I swallow hard. “So you were both forced to?—”

“Don’t make me say it out loud, mate,” Kaiden says with a pained grimace. “Just don’t.”

I look at Odi, she’s visibly shaking, and it dawns on me.

“You didn’t know it was Axel and Kaiden because you never saw their faces. You were in the box.”

She nods once, a violent involuntary response.

“Fuck.”

What should I say? How do I comfort these three fractured souls? How have Kaiden and Axel managed to live with the guilt? How can Odi stand to look at them, knowing… They had no choice. None of them had any choice.

“I don’t understand….” I mutter before realising I spoke out loud.

“What, Zie? What’s so hard to get your head around?” Kaiden snaps. I know he doesn’t mean it, it’s a defence mechanism he uses when he’s spiralling. Hurt people hurt people.

“Why I was spared.”

The statement is leaden and loaded, and the answering silence is deafening, and it means I’m not the only one thinking that.

I need to move this conversation on before we’re all lost to our melancholy thoughts.

“Odi,” I say carefully, one thing still niggling at me. “You said you reached out to us. I never got any form of communication from you. I thought you were mad at me for what I said and did when we were leaving, but I couldn’t understand why you wouldn’t give me the time of day to apologise or explain.”

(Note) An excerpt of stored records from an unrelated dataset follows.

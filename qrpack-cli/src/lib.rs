// ABOUTME: Library exports for qrpack CLI modules for testing and external use
// ABOUTME: Makes internal modules available to integration tests and benchmarks

pub mod cli;
pub mod cli_output;
pub mod commands;
pub mod completions;
pub mod config;
pub mod constants;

“I was mad, but I’d never cut you from my life the way you guys did me.”

“But that’s what I’m trying to say,I didn’t.”

Odi looks at me, her eyes searching for the truth within my words, a mixture of hurt and confusion etched on her face. She takes a deep breath, her voice trembling slightly as she speaks, “You didn’t shut me out?”

“No, Odi,” I reply earnestly, my grip on her hand tightening. “I would never do that to you. I tried to reach out, to apologise and make things right between us. So many times.”

The room falls silent as the weight of our miscommunication hangs in the air.